__Problem statement__:
From the entries that follow, copy exactly the lines beginning at the line holding "the exact threshold." and continuing through the line holding "assert_eq!(clusters[0].len(), 8);".

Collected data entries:
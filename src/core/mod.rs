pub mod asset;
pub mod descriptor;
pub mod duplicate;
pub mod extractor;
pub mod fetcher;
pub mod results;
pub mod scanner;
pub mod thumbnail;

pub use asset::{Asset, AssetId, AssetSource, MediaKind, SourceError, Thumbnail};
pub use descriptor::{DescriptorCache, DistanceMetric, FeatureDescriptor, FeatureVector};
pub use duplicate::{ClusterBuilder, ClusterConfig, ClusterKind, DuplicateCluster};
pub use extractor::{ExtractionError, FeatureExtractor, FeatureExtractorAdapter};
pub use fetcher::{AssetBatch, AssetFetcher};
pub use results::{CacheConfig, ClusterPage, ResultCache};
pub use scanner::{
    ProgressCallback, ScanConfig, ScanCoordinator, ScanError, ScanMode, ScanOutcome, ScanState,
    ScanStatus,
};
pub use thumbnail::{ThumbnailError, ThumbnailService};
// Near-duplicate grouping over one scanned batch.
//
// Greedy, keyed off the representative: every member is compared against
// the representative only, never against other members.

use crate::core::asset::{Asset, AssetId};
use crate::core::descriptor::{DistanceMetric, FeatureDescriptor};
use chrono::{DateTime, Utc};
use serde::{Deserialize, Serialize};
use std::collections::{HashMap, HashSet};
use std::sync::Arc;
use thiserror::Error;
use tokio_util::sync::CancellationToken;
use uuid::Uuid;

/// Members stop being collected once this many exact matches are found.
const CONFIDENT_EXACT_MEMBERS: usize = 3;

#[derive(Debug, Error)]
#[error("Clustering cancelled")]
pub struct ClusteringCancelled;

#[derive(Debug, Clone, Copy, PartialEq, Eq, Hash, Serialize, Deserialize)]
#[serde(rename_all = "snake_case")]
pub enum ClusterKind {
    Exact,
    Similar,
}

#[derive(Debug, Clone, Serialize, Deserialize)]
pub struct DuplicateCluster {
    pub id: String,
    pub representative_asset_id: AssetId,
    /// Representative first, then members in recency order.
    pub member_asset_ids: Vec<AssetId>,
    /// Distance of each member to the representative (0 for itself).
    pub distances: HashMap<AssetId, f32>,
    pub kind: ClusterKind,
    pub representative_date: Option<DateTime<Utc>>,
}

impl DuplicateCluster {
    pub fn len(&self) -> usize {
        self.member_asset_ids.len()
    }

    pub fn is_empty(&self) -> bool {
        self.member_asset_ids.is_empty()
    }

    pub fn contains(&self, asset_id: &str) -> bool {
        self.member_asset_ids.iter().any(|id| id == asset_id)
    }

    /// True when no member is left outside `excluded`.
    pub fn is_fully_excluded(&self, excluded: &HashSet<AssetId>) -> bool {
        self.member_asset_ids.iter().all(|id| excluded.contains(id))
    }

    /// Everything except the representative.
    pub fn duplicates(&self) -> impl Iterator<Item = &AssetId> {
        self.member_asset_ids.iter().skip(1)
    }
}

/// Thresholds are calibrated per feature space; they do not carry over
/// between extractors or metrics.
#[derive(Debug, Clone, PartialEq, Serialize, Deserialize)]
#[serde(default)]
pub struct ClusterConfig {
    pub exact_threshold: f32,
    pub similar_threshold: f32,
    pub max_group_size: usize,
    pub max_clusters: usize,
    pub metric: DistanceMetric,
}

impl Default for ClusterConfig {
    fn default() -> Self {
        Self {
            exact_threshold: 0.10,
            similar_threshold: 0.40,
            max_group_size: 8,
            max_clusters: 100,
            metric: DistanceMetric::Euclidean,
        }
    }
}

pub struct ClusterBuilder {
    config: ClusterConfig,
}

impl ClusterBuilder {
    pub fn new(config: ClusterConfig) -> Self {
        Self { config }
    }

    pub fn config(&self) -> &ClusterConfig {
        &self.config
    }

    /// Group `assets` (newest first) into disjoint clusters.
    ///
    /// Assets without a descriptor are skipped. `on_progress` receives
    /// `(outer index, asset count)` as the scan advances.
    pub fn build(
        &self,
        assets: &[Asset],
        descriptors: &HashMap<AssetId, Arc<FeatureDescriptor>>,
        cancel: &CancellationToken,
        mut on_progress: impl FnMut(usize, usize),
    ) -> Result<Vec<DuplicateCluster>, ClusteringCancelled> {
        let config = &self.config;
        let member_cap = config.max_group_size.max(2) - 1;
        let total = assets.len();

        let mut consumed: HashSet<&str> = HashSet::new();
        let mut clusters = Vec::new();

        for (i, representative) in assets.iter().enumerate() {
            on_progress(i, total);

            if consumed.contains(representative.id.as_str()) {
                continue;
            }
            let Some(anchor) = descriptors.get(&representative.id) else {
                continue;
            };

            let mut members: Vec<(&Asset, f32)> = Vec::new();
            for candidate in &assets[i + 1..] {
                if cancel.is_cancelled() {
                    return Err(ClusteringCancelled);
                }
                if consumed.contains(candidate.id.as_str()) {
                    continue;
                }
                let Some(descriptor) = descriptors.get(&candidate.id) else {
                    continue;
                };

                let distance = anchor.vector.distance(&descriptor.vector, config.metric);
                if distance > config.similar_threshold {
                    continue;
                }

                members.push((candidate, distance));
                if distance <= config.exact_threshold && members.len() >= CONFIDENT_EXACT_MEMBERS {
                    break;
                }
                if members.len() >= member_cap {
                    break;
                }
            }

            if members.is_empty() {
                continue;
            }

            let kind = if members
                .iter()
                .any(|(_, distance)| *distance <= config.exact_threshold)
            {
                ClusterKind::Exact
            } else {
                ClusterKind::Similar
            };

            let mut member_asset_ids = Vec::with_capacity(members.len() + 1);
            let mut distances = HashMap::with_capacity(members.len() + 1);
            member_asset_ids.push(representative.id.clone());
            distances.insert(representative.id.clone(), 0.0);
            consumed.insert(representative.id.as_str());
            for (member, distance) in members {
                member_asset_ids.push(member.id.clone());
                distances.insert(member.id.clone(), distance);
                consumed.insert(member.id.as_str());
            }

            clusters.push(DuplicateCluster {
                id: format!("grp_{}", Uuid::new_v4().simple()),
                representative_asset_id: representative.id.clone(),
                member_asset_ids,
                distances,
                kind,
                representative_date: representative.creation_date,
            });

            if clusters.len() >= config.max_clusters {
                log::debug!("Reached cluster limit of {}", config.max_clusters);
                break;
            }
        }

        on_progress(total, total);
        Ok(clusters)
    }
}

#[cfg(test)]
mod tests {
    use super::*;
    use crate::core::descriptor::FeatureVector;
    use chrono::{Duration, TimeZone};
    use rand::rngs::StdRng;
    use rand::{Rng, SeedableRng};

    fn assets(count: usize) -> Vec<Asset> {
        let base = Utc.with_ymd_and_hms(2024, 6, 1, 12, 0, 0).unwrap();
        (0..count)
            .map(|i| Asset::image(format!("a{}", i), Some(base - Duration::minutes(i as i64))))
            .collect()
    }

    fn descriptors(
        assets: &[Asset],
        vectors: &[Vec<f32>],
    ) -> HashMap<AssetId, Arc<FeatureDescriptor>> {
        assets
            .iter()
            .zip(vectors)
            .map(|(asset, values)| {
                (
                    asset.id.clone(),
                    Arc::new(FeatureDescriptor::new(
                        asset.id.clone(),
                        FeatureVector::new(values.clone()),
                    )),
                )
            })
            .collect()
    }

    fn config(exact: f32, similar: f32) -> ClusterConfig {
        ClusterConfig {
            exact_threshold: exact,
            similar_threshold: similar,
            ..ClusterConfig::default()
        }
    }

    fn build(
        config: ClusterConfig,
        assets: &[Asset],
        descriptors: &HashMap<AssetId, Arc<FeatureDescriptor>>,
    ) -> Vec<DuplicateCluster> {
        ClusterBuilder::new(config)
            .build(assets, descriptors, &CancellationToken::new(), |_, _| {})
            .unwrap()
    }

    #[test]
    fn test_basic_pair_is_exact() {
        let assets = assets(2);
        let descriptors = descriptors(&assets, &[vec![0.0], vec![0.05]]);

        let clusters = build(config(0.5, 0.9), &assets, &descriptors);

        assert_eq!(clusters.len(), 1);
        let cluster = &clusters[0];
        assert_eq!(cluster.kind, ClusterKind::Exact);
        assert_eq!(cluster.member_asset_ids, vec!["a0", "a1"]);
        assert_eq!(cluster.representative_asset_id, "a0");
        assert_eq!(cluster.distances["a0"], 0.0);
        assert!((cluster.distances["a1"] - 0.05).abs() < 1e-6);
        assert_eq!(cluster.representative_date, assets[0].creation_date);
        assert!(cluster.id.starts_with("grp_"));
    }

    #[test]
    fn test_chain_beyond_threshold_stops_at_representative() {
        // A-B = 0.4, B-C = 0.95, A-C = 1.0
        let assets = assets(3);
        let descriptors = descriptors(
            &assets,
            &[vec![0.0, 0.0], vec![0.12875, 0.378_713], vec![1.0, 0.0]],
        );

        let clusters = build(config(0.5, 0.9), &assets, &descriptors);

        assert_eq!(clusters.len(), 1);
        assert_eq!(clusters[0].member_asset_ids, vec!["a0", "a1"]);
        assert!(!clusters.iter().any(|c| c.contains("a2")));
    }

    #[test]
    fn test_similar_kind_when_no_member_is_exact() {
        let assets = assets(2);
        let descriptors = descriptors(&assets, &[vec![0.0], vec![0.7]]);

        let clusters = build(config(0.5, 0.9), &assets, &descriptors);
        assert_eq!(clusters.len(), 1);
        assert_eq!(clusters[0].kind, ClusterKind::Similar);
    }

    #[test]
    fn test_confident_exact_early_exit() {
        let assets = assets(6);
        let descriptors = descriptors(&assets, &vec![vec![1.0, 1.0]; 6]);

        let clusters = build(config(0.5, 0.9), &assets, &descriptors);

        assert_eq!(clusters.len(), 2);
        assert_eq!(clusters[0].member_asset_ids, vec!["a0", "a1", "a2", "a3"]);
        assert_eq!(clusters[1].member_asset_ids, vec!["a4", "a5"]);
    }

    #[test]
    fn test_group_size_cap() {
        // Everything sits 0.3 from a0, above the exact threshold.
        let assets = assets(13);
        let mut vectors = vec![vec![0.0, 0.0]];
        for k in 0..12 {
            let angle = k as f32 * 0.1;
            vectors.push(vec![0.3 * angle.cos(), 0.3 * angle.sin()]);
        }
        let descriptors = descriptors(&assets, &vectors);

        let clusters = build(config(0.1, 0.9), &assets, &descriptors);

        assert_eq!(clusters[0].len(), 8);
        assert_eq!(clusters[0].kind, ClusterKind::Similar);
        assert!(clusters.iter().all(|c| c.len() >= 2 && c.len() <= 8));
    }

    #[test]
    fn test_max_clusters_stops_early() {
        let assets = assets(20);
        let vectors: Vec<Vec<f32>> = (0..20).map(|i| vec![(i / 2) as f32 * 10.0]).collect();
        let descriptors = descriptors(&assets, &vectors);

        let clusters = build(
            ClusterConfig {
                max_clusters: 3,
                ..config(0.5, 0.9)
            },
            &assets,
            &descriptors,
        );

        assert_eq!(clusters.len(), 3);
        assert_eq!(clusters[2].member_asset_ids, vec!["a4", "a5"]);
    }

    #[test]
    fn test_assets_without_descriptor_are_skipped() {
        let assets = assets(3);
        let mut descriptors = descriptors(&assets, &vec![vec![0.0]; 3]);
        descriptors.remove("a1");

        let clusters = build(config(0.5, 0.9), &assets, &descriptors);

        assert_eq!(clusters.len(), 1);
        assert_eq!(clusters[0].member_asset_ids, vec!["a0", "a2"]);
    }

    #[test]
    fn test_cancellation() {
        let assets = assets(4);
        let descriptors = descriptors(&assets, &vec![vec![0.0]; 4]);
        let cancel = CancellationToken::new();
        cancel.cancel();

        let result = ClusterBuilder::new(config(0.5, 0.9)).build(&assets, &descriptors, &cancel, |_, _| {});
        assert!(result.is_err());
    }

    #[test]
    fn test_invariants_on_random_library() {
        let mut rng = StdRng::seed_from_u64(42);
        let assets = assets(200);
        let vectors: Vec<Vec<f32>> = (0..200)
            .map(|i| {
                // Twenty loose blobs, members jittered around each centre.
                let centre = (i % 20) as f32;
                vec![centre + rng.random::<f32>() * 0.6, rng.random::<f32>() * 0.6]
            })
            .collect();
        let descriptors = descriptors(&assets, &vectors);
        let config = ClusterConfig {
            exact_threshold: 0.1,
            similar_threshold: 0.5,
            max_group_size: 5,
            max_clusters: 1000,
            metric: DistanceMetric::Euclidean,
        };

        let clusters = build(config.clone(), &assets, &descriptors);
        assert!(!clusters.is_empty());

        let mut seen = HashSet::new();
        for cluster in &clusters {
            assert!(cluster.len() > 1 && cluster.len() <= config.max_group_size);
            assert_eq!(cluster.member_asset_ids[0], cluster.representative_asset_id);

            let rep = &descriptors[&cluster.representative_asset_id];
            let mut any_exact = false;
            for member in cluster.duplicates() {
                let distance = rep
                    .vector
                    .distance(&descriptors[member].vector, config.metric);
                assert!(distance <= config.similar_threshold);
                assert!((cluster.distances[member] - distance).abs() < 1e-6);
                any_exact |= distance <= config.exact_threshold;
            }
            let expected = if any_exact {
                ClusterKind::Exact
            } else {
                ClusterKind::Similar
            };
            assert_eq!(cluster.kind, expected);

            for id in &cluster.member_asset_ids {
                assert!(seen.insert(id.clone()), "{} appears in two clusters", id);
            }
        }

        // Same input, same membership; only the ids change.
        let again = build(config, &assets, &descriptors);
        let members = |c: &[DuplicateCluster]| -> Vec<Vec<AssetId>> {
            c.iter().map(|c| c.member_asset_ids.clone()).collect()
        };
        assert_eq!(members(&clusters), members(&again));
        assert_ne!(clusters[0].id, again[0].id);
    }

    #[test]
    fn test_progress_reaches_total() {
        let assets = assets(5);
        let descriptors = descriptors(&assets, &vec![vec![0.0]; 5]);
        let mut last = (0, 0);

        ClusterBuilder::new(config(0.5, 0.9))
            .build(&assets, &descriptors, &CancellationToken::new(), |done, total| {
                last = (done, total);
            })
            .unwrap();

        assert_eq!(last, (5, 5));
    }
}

__Your solution__:
        // Everything sits 0.3 from a0, above the exact threshold.
        let assets = assets(13);
        let mut vectors = vec![vec![0.0, 0.0]];
        for k in 0..12 {
            let angle = k as f32 * 0.1;
            vectors.push(vec![0.3 * angle.cos(), 0.3 * angle.sin()]);
        }
        let descriptors = descriptors(&assets, &vectors);

        let clusters = build(config(0.1, 0.9), &assets, &descriptors);

        assert_eq!(clusters[0].len(), 8);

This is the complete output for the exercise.